INPUT DATA below:

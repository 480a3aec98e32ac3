//! Retrying request executor
//!
//! Wraps one outbound call with exponential backoff on transient server
//! statuses. The executor never reads response bodies: any status outside
//! `RETRY_STATUS_CODES` is handed back to the caller as-is.
//!
//! Backoff schedule: wait `initial_backoff`, then double. Before each wait the
//! executor checks whether the *next* wait would exceed `max_backoff`; if so it
//! gives up with `RetryTimeoutExceeded`. With the defaults (1s start, 240s
//! ceiling) that is up to eight attempts and 127s of sleeping.

use std::time::Duration;

use metrics::counter;
use tracing::{debug, warn};

use crate::error::{Error, Result};
use crate::{ApiRequest, ApiResponse, Requester};

/// Statuses treated as transient.
pub const RETRY_STATUS_CODES: [u16; 3] = [429, 500, 504];

/// Backoff bounds for `send_with_retry`.
#[derive(Debug, Clone, Copy, PartialEq, Eq)]
pub struct RetryPolicy {
    pub initial_backoff: Duration,
    pub max_backoff: Duration,
}

impl Default for RetryPolicy {
    fn default() -> Self {
        Self {
            initial_backoff: Duration::from_secs(1),
            max_backoff: Duration::from_secs(240),
        }
    }
}

impl RetryPolicy {
    pub fn with_max_backoff(mut self, max_backoff: Duration) -> Self {
        self.max_backoff = max_backoff;
        self
    }

    pub fn with_initial_backoff(mut self, initial_backoff: Duration) -> Self {
        self.initial_backoff = initial_backoff;
        self
    }
}

/// Whether a status code should be retried.
pub fn is_retryable(status: u16) -> bool {
    RETRY_STATUS_CODES.contains(&status)
}

/// Send `request`, retrying transient statuses with exponential backoff.
///
/// Transport errors are returned immediately; only status codes drive retries.
pub async fn send_with_retry<R: Requester + ?Sized>(
    requester: &R,
    request: &ApiRequest,
    policy: &RetryPolicy,
) -> Result<ApiResponse> {
    let mut wait = policy.initial_backoff;
    let mut attempt: u32 = 1;

    loop {
        debug!(method = %request.method, url = %request.url, attempt, "sending request");
        let response = requester.send(request).await?;
        let status = response.status();
        debug!(url = %request.url, status, attempt, "response status");
        counter!("manifester_http_requests_total", "status" => status.to_string()).increment(1);

        if !is_retryable(status) {
            return Ok(response);
        }

        let next_wait = wait * 2;
        if next_wait > policy.max_backoff {
            warn!(
                url = %request.url,
                status,
                attempts = attempt,
                max_backoff_secs = policy.max_backoff.as_secs(),
                "retry ceiling reached"
            );
            return Err(Error::RetryTimeoutExceeded {
                attempts: attempt,
                last_status: status,
            });
        }

        debug!(url = %request.url, status, wait_secs = wait.as_secs_f64(), "transient status, retrying");
        counter!("manifester_http_retries_total").increment(1);
        tokio::time::sleep(wait).await;
        wait = next_wait;
        attempt += 1;
    }
}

End of INPUT DATA.

> **WORK ORDER**
The entries above are to be retyped exactly.

> **ANSWER FOR THIS EXERCISE**
repository 480a3aec98e32ac3
//! Retrying request executor
//!
//! Wraps one outbound call with exponential backoff on transient server
//! statuses. The executor never reads response bodies: any status outside
//! `RETRY_STATUS_CODES` is handed back to the caller as-is.
//!
//! Backoff schedule: wait `initial_backoff`, then double. Before each wait the
//! executor checks whether the *next* wait would exceed `max_backoff`; if so it
//! gives up with `RetryTimeoutExceeded`. With the defaults (1s start, 240s
//! ceiling) that is up to eight attempts and 127s of sleeping.

use std::time::Duration;

use metrics::counter;
use tracing::{debug, warn};

use crate::error::{Error, Result};
use crate::{ApiRequest, ApiResponse, Requester};

/// Statuses treated as transient.
pub const RETRY_STATUS_CODES: [u16; 3] = [429, 500, 504];

/// Backoff bounds for `send_with_retry`.
#[derive(Debug, Clone, Copy, PartialEq, Eq)]
pub struct RetryPolicy {
    pub initial_backoff: Duration,
    pub max_backoff: Duration,
}

impl Default for RetryPolicy {
    fn default() -> Self {
        Self {
            initial_backoff: Duration::from_secs(1),
            max_backoff: Duration::from_secs(240),
        }
    }
}

impl RetryPolicy {
    pub fn with_max_backoff(mut self, max_backoff: Duration) -> Self {
        self.max_backoff = max_backoff;
        self
    }

    pub fn with_initial_backoff(mut self, initial_backoff: Duration) -> Self {
        self.initial_backoff = initial_backoff;
        self
    }
}

/// Whether a status code should be retried.
pub fn is_retryable(status: u16) -> bool {
    RETRY_STATUS_CODES.contains(&status)
}

/// Send `request`, retrying transient statuses with exponential backoff.
///
/// Transport errors are returned immediately; only status codes drive retries.
pub async fn send_with_retry<R: Requester + ?Sized>(
    requester: &R,
    request: &ApiRequest,
    policy: &RetryPolicy,
) -> Result<ApiResponse> {
    let mut wait = policy.initial_backoff;
    let mut attempt: u32 = 1;

    loop {
        debug!(method = %request.method, url = %request.url, attempt, "sending request");
        let response = requester.send(request).await?;
        let status = response.status();
        debug!(url = %request.url, status, attempt, "response status");
        counter!("manifester_http_requests_total", "status" => status.to_string()).increment(1);

        if !is_retryable(status) {
            return Ok(response);
        }

        let next_wait = wait * 2;
        if next_wait > policy.max_backoff {
            warn!(
                url = %request.url,
                status,
                attempts = attempt,
                max_backoff_secs = policy.max_backoff.as_secs(),
                "retry ceiling reached"
            );
            return Err(Error::RetryTimeoutExceeded {
                attempts: attempt,
                last_status: status,
            });
        }

        debug!(url = %request.url, status, wait_secs = wait.as_secs_f64(), "transient status, retrying");
        counter!("manifester_http_retries_total").increment(1);
        tokio::time::sleep(wait).await;
        wait = next_wait;
        attempt += 1;
    }
}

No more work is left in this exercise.